Work goes…surprisingly normal. She knows she should have expected that—she did expect it, at least intellectually—for the team, life is proceeding as it always has. None of them are aware this is the last time they’ll see her.
So, she buys Spencer an extra large caramel latte with oat milk and an extra shot of espresso and doesn’t even make fun of him for it. On the same trip where she buys Spencer his coffee monstrosity, she buys Penelope a blueberry croissant, hot and fresh enough to hurt her hands through the paper bag. She ducks into Derek’s swanky new-ish office and swipes some files off his desk.
“Oh, my hero.”
“You say that to all the girls?”
“Only the ones who do my job for me. I owe you one, Prentiss.”
She smiles and ducks out of his office before her face can fall. This is going to hurt them, there’s no avoiding that. But this is the least painful route, in the end. Maybe they will understand that, someday.
She doesn’t do anything nearly so dramatic for Hotch, Rossi, or Seaver—as much as she likes them, they’re her boss, pseudo-boss, and newest teammate, respectively, and any grand display of affection from her will make them raise their eyebrows. She can’t have that. Being a profiler requires some kind of background in general psychology, and the signs of suicide are well taught.
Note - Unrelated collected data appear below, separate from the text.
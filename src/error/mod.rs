//! Error handling module for the authz callout
//! 
//! This module provides the crate error type and result alias.

mod error;

// Re-export the main error types and utilities
pub use error::{CalloutError, Result};
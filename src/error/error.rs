//! Error types and handling for the authz callout

use thiserror::Error;

/// Result type alias for callout operations
pub type Result<T> = std::result::Result<T, CalloutError>;

/// Main error type for the authz callout
#[derive(Error, Debug)]
pub enum CalloutError {
    /// Configuration errors
    #[error("Configuration error: {message}")]
    Config { message: String },

    /// The rule source could not be reached or refused the request
    #[error("Rule source unavailable: {message}")]
    SourceUnavailable { message: String },

    /// The rule source answered with data that could not be decoded
    #[error("Malformed rule source data: {message}")]
    MalformedSource { message: String },

    /// A bounded operation ran past its deadline
    #[error("Timeout: {message}")]
    Timeout { message: String },

    /// IO errors
    #[error("IO error: {0}")]
    Io(#[from] std::io::Error),

    /// Serialization errors
    #[error("Serialization error: {0}")]
    Serde(#[from] serde_json::Error),

    /// YAML parsing errors
    #[error("YAML parsing error: {0}")]
    Yaml(#[from] serde_yaml::Error),

    /// HTTP client errors
    #[error("HTTP client error: {0}")]
    Http(#[from] reqwest::Error),

    /// gRPC transport errors
    #[error("gRPC transport error: {0}")]
    Transport(#[from] tonic::transport::Error),

    /// Generic errors
    #[error("Internal error: {0}")]
    Internal(#[from] anyhow::Error),
}

impl CalloutError {
    /// Create a configuration error
    pub fn config<S: Into<String>>(message: S) -> Self {
        Self::Config {
            message: message.into(),
        }
    }

    /// Create a source unavailable error
    pub fn source_unavailable<S: Into<String>>(message: S) -> Self {
        Self::SourceUnavailable {
            message: message.into(),
        }
    }

    /// Create a malformed source error
    pub fn malformed_source<S: Into<String>>(message: S) -> Self {
        Self::MalformedSource {
            message: message.into(),
        }
    }

    /// Create a timeout error
    pub fn timeout<S: Into<String>>(message: S) -> Self {
        Self::Timeout {
            message: message.into(),
        }
    }

    /// Check if this error is retryable
    pub fn is_retryable(&self) -> bool {
        matches!(
            self,
            CalloutError::SourceUnavailable { .. }
                | CalloutError::Timeout { .. }
                | CalloutError::Http(_)
                | CalloutError::Io(_)
        )
    }

    /// Get the error category for logging
    pub fn category(&self) -> &'static str {
        match self {
            CalloutError::Config { .. } => "config",
            CalloutError::SourceUnavailable { .. } => "source_unavailable",
            CalloutError::MalformedSource { .. } => "malformed_source",
            CalloutError::Timeout { .. } => "timeout",
            CalloutError::Io(_) => "io",
            CalloutError::Serde(_) => "serialization",
            CalloutError::Yaml(_) => "yaml",
            CalloutError::Http(_) => "http",
            CalloutError::Transport(_) => "transport",
            CalloutError::Internal(_) => "internal",
        }
    }
}

impl Clone for CalloutError {
    fn clone(&self) -> Self {
        match self {
            CalloutError::Config { message } => CalloutError::Config { message: message.clone() },
            CalloutError::SourceUnavailable { message } => CalloutError::SourceUnavailable { message: message.clone() },
            CalloutError::MalformedSource { message } => CalloutError::MalformedSource { message: message.clone() },
            CalloutError::Timeout { message } => CalloutError::Timeout { message: message.clone() },

            // For non-cloneable types, keep the category and the rendered message
            CalloutError::Io(e) => CalloutError::source_unavailable(format!("IO error: {}", e)),
            CalloutError::Serde(e) => CalloutError::malformed_source(format!("Serialization error: {}", e)),
            CalloutError::Yaml(e) => CalloutError::malformed_source(format!("YAML error: {}", e)),
            CalloutError::Http(e) => CalloutError::source_unavailable(format!("HTTP error: {}", e)),
            CalloutError::Transport(e) => CalloutError::config(format!("gRPC transport error: {}", e)),
            CalloutError::Internal(e) => CalloutError::config(format!("Internal error: {}", e)),
        }
    }
}

#[cfg(test)]
mod tests {
    use super::*;

    #[test]
    fn test_categories() {
        assert_eq!(CalloutError::config("x").category(), "config");
        assert_eq!(CalloutError::source_unavailable("x").category(), "source_unavailable");
        assert_eq!(CalloutError::timeout("x").category(), "timeout");
    }

    #[test]
    fn test_retryable() {
        assert!(CalloutError::source_unavailable("down").is_retryable());
        assert!(CalloutError::timeout("slow").is_retryable());
        assert!(!CalloutError::malformed_source("bad json").is_retryable());
        assert!(!CalloutError::config("bad").is_retryable());
    }

    #[test]
    fn test_clone_keeps_message() {
        let err = CalloutError::source_unavailable("sheet 404");
        assert_eq!(err.clone().to_string(), "Rule source unavailable: sheet 404");
    }
}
(Emily hasn’t genuinely wanted to die for a long time, and even now, knowing this is the right thing to do—the only thing to do—there’s still a fourteen-year-old trapped behind the white bars of her rib cage, sharp-toothed and spitting like all little girls. That girl wants to live. That girl does not understand sacrifice yet. This isn’t fair, she cries. I know, replies Lauren, standing in the shadow of her future. Nothing ever is.)
But the red flags of suicide don’t change even when it’s for a good reason. Emily knows they won’t understand why she’s doing this if they puzzle it out. They’ll try to stop her. They’ll succeed because Emily knows she’ll wilt at the slightest prodding from her family. Then, Ian will punish her for her weakness by killing them.
She can’t leave them with nothing, though. She can’t leave Hotch and Rossi and even Seaver, who is new but quickly worming her way into Emily’s heart, with the very false sense that she doesn’t treasure them.
As luck would have it, as the day winds to a close, the whole team is in the bullpen. Penelope is draping herself over Derek’s back and saying something probably inappropriate for work into his ear. Hotch and Rossi are standing off the side and chatting about whatever men their age chat about. Spencer spins too fast in his chair and falls out of it. Seaver laughs.
It might be the only kind thing the universe has ever done for her, aside from letting her meet these people in the first place. Getting to see them all happy one last time before she destroys it, leaving their lives like a hurricane.
“Aw, I love you guys,” she says, slinging her bag over her shoulder as Spencer picks himself off the floor and mock-glares at Seaver, then at Penelope and Derek as they join in the schoolyard giggling. Hopefully, that sounds casual enough.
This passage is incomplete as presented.